This dawn journey was the beginning of a honeymoon planned since Valerie’s recovery from the election. Having given way in the larger issue by consenting to go through the ceremony, Valerie demanded that she have her own way about some things connected with it. She would never have agreed to marry Dane in any ordinary fashion. The affair had to be served up to her as romance and adventure, as far as possible removed from the vulgar eyes of the world and the dull ways of convention.
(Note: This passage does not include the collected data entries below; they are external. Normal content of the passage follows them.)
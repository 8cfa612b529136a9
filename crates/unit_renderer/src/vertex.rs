//! GPU-facing vertex and instance types emitted by the drawer.

use bytemuck::{Pod, Zeroable};
use glam::{Mat4, Vec2, Vec3, Vec4};

/// Per-unit instance data: model matrix plus team color.
#[repr(C)]
#[derive(Debug, Clone, Copy, PartialEq, Pod, Zeroable)]
pub struct UnitInstance {
    /// Model matrix (4x4)
    pub model: [[f32; 4]; 4],
    /// Team color tint (alpha carries translucency)
    pub color: [f32; 4],
}

impl UnitInstance {
    pub fn new(model: Mat4, color: Vec4) -> Self {
        Self {
            model: model.to_cols_array_2d(),
            color: color.to_array(),
        }
    }

    pub fn matrix(&self) -> Mat4 {
        Mat4::from_cols_array_2d(&self.model)
    }

    pub fn position(&self) -> Vec3 {
        self.matrix().w_axis.truncate()
    }

    pub fn layout() -> wgpu::VertexBufferLayout<'static> {
        wgpu::VertexBufferLayout {
            array_stride: std::mem::size_of::<UnitInstance>() as wgpu::BufferAddress,
            step_mode: wgpu::VertexStepMode::Instance,
            attributes: &[
                // Model matrix columns
                wgpu::VertexAttribute {
                    offset: 0,
                    shader_location: 3,
                    format: wgpu::VertexFormat::Float32x4,
                },
                wgpu::VertexAttribute {
                    offset: std::mem::size_of::<[f32; 4]>() as wgpu::BufferAddress,
                    shader_location: 4,
                    format: wgpu::VertexFormat::Float32x4,
                },
                wgpu::VertexAttribute {
                    offset: std::mem::size_of::<[f32; 8]>() as wgpu::BufferAddress,
                    shader_location: 5,
                    format: wgpu::VertexFormat::Float32x4,
                },
                wgpu::VertexAttribute {
                    offset: std::mem::size_of::<[f32; 12]>() as wgpu::BufferAddress,
                    shader_location: 6,
                    format: wgpu::VertexFormat::Float32x4,
                },
                // Team color
                wgpu::VertexAttribute {
                    offset: std::mem::size_of::<[f32; 16]>() as wgpu::BufferAddress,
                    shader_location: 7,
                    format: wgpu::VertexFormat::Float32x4,
                },
            ],
        }
    }
}

impl Default for UnitInstance {
    fn default() -> Self {
        Self::new(Mat4::IDENTITY, Vec4::ONE)
    }
}

/// Debris fragment vertex, already transformed to world space.
#[repr(C)]
#[derive(Debug, Clone, Copy, PartialEq, Pod, Zeroable)]
pub struct DebrisVertex {
    pub position: [f32; 3],
    pub normal: [f32; 3],
    pub tex_coords: [f32; 2],
}

impl DebrisVertex {
    pub fn new(position: Vec3, normal: Vec3, tex_coords: Vec2) -> Self {
        Self {
            position: position.to_array(),
            normal: normal.to_array(),
            tex_coords: tex_coords.to_array(),
        }
    }

    pub fn layout() -> wgpu::VertexBufferLayout<'static> {
        wgpu::VertexBufferLayout {
            array_stride: std::mem::size_of::<DebrisVertex>() as wgpu::BufferAddress,
            step_mode: wgpu::VertexStepMode::Vertex,
            attributes: &[
                wgpu::VertexAttribute {
                    offset: 0,
                    shader_location: 0,
                    format: wgpu::VertexFormat::Float32x3,
                },
                wgpu::VertexAttribute {
                    offset: std::mem::size_of::<[f32; 3]>() as wgpu::BufferAddress,
                    shader_location: 1,
                    format: wgpu::VertexFormat::Float32x3,
                },
                wgpu::VertexAttribute {
                    offset: std::mem::size_of::<[f32; 6]>() as wgpu::BufferAddress,
                    shader_location: 2,
                    format: wgpu::VertexFormat::Float32x2,
                },
            ],
        }
    }
}

/// Icon quad corner, world space for billboards or pixels for screen sprites.
#[repr(C)]
#[derive(Debug, Clone, Copy, PartialEq, Pod, Zeroable)]
pub struct IconVertex {
    pub position: [f32; 3],
    pub tex_coords: [f32; 2],
    pub color: [f32; 4],
}

impl IconVertex {
    pub fn new(position: Vec3, tex_coords: Vec2, color: Vec4) -> Self {
        Self {
            position: position.to_array(),
            tex_coords: tex_coords.to_array(),
            color: color.to_array(),
        }
    }

    pub fn layout() -> wgpu::VertexBufferLayout<'static> {
        wgpu::VertexBufferLayout {
            array_stride: std::mem::size_of::<IconVertex>() as wgpu::BufferAddress,
            step_mode: wgpu::VertexStepMode::Vertex,
            attributes: &[
                wgpu::VertexAttribute {
                    offset: 0,
                    shader_location: 0,
                    format: wgpu::VertexFormat::Float32x3,
                },
                wgpu::VertexAttribute {
                    offset: std::mem::size_of::<[f32; 3]>() as wgpu::BufferAddress,
                    shader_location: 1,
                    format: wgpu::VertexFormat::Float32x2,
                },
                // Tint and fade alpha
                wgpu::VertexAttribute {
                    offset: std::mem::size_of::<[f32; 5]>() as wgpu::BufferAddress,
                    shader_location: 2,
                    format: wgpu::VertexFormat::Float32x4,
                },
            ],
        }
    }
}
She would have in connection with it none of the trappings of the social world. She had no time to arrange for a trousseau. She refused an engagement ring, and swore she would never wear the wedding badge of servitude. Dane was astonished to find in all this how deeply the wordy paraphernalia of a conventional set had antagonized her, and amused to see, as he continually reminded her, that she gave it a significance it did not deserve. However, he let her talk. Without saying anything about it, he ordered clothes for her from Sydney, for he demanded that love be adorned in fine raiment. And he gave in to her in the end on the matter of having the marriage kept secret as long as she chose. They had had considerable argument about this.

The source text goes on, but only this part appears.